1st thing to check is with your satellite receiver hooked up, plugged in, and on, take a voltmeter, set it to DC. Disconnect the coax at the DirecTv antenna. Place one lead on the center conductor of the coax and the other lead on the threaded part of the coax connector. You should have a reading of approx 13VDC or 18VDC (depends on which transponder or channel). If you do not have either of those voltages, cabling is not correct.

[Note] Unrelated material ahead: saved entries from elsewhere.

// Shared fixtures for unit tests: a small but realistic artifact
// set and the reference student from the scenario examples.

use std::collections::HashMap;
use std::path::Path;

use crate::data::encoder::LabelEncoder;
use crate::data::scaler::{Scaler, StandardScaler};
use crate::domain::form_values::FormValues;
use crate::ml::context::{EncoderSet, InferenceContext};
use crate::ml::inferencer::Inferencer;
use crate::ml::model::{LinearRegressor, RegressionModel};

const MEAN: [f64; 16] = [
    19.98, 79.98, 1.09, 1.10, 0.60, 7.03, 75.07, 0.91,
    0.92, 1.49, 0.79, 1.20, 1.18, 2.97, 0.90, 0.59,
];

const SCALE: [f64; 16] = [
    5.99, 11.55, 0.70, 0.70, 0.49, 1.47, 14.40, 0.70,
    0.27, 1.23, 0.74, 0.60, 0.76, 1.03, 0.79, 0.66,
];

const COEFFICIENTS: [f64; 16] = [
    1.75, 2.29, 0.68, 0.70, 0.27, -0.02, 0.70, 0.36,
    0.25, 0.62, 0.33, 0.31, 0.40, 0.18, 0.33, -0.30,
];

const INTERCEPT: f64 = 67.24;

fn classes(labels: &[&str]) -> Vec<String> {
    labels.iter().map(|s| s.to_string()).collect()
}

pub fn encoder_map() -> HashMap<String, LabelEncoder> {
    let mut map = HashMap::new();
    map.insert(
        "Internet_Access".to_string(),
        LabelEncoder::new(classes(&["No", "Yes"])).unwrap(),
    );
    map.insert(
        "Peer_Influence".to_string(),
        LabelEncoder::new(classes(&["Negative", "Neutral", "Positive"])).unwrap(),
    );
    map.insert(
        "Parental_Education_Level".to_string(),
        LabelEncoder::new(classes(&["College", "High School", "Postgraduate"])).unwrap(),
    );
    map
}

pub fn sample_encoders() -> EncoderSet {
    EncoderSet::from_map(encoder_map()).unwrap()
}

pub fn sample_scaler() -> Scaler {
    Scaler::Standard(StandardScaler {
        mean:  MEAN.to_vec(),
        scale: SCALE.to_vec(),
        feature_names: None,
    })
}

pub fn sample_model() -> LinearRegressor {
    LinearRegressor {
        coefficients: COEFFICIENTS.to_vec(),
        intercept:    INTERCEPT,
        feature_names: None,
    }
}

pub fn sample_inferencer() -> Inferencer {
    let ctx = InferenceContext::new(
        Box::new(sample_model()),
        Box::new(sample_scaler()),
        sample_encoders(),
    )
    .unwrap();
    Inferencer::new(ctx)
}

/// Write the sample artifact set as JSON under the default names.
pub fn write_sample_artifacts(dir: &Path) {
    let model = RegressionModel::Linear(sample_model());
    std::fs::write(
        dir.join("exam_score_model.json"),
        serde_json::to_string_pretty(&model).unwrap(),
    )
    .unwrap();

    std::fs::write(
        dir.join("scaler.json"),
        serde_json::to_string_pretty(&sample_scaler()).unwrap(),
    )
    .unwrap();

    let encoders = serde_json::json!({
        "Internet_Access":          { "classes": ["No", "Yes"] },
        "Peer_Influence":           { "classes": ["Negative", "Neutral", "Positive"] },
        "Parental_Education_Level": { "classes": ["College", "High School", "Postgraduate"] },
    });
    std::fs::write(dir.join("label_encoders.json"), encoders.to_string()).unwrap();
}

/// The reference student used throughout the scenario tests.
pub fn scenario_form() -> FormValues {
    FormValues {
        hours_studied:              5.0,
        attendance:                 80.0,
        parental_involvement:       6.0,
        access_to_resources:        7.0,
        extracurricular_activities: 5.0,
        sleep_hours:                7.0,
        previous_scores:            75.0,
        motivation_level:           6.0,
        internet_access:            "Yes".to_string(),
        tutoring_sessions:          2.0,
        family_income:              50.0,
        teacher_quality:            7.0,
        peer_influence:             "Positive".to_string(),
        physical_activity:          3.0,
        parental_education_level:   "College".to_string(),
        distance_from_home:         5.0,
    }
}
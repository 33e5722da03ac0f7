// ============================================================
// Layer 3 — Core Traits (Abstractions)
// ============================================================
// The three artifacts are opaque to the pipeline. It only
// needs to ask each one a narrow question:
//
//   CategoricalEncoder — which labels do you know, and what
//                        ordinal does this one map to?
//   FeatureScaler      — transform this row
//   Regressor          — predict a score for this row
//
// Implementations:
//   - LabelEncoder   (data/encoder.rs) → CategoricalEncoder
//   - Scaler         (data/scaler.rs)  → FeatureScaler
//   - LinearRegressor (ml/model.rs)    → Regressor
//
// All three are loaded once and shared read-only between
// requests, hence the Send + Sync bounds.
//
// Reference: Rust Book §10 (Traits: Defining Shared Behaviour)
//            Rust Book §17 (Trait Objects)

use crate::domain::error::PredictionError;

// ─── CategoricalEncoder ──────────────────────────────────────────────────────
/// Maps a category label to its integer ordinal.
pub trait CategoricalEncoder: Send + Sync {
    /// Labels this encoder was fit on, in ordinal order.
    fn known_classes(&self) -> &[String];

    /// Ordinal for `label`, or None when the label was never seen.
    fn encode(&self, label: &str) -> Option<usize>;
}

// ─── FeatureScaler ───────────────────────────────────────────────────────────
/// A fixed numeric transform applied to the raw feature row.
pub trait FeatureScaler: Send + Sync {
    /// Row width the scaler was fit on.
    fn n_features(&self) -> usize;

    /// Column names recorded at fit time, when the artifact has them.
    fn feature_names(&self) -> Option<&[String]> {
        None
    }

    /// Scale one row. Fails with VectorShape if `row` has the
    /// wrong width.
    fn transform(&self, row: &[f64]) -> Result<Vec<f64>, PredictionError>;
}

// ─── Regressor ───────────────────────────────────────────────────────────────
/// A pre-trained model producing one real-valued score per row.
pub trait Regressor: Send + Sync {
    fn n_features(&self) -> usize;

    fn feature_names(&self) -> Option<&[String]> {
        None
    }

    /// Predict a score for one scaled row.
    fn predict(&self, row: &[f64]) -> Result<f64, PredictionError>;
}

/// Shared width check used by scaler and model implementations.
pub fn check_width(row: &[f64], expected: usize) -> Result<(), PredictionError> {
    if row.len() == expected {
        Ok(())
    } else {
        Err(PredictionError::VectorShape { expected, actual: row.len() })
    }
}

The round discs on the antenna are called LNBs (Low Noise Blockers) and are active devices (circuit boards requiring power). The satellite receiver (known as an IRD) provide this voltage. Most standard coax splitters do not allow this DC voltage to pass through them. An A/B switch may not allow DC voltage to pass either. Common cable TV does not want that voyage on the cable. Your on board TV antenna most likely has an amplifier in line. Depending on the type of TV (off air) antenna, there may be 12VDC voltage between the switch and the active TV antenna (amplifier is a circuit in the antenna on the roof).
Bottom line, make sure you have 13VDC or 18VDC at the directv antenna. With the direcTv cables disconnected, there shouldn't be any voltage on any cable.
In my last TT, it took me a little while to figure what the factory had done. I have been a marine electronics tech and a communications tech for many years. I have installed many, many, satellite systems on yachts and RVs.
Most of the coax connectors from the factory were of the screw on type and were loose.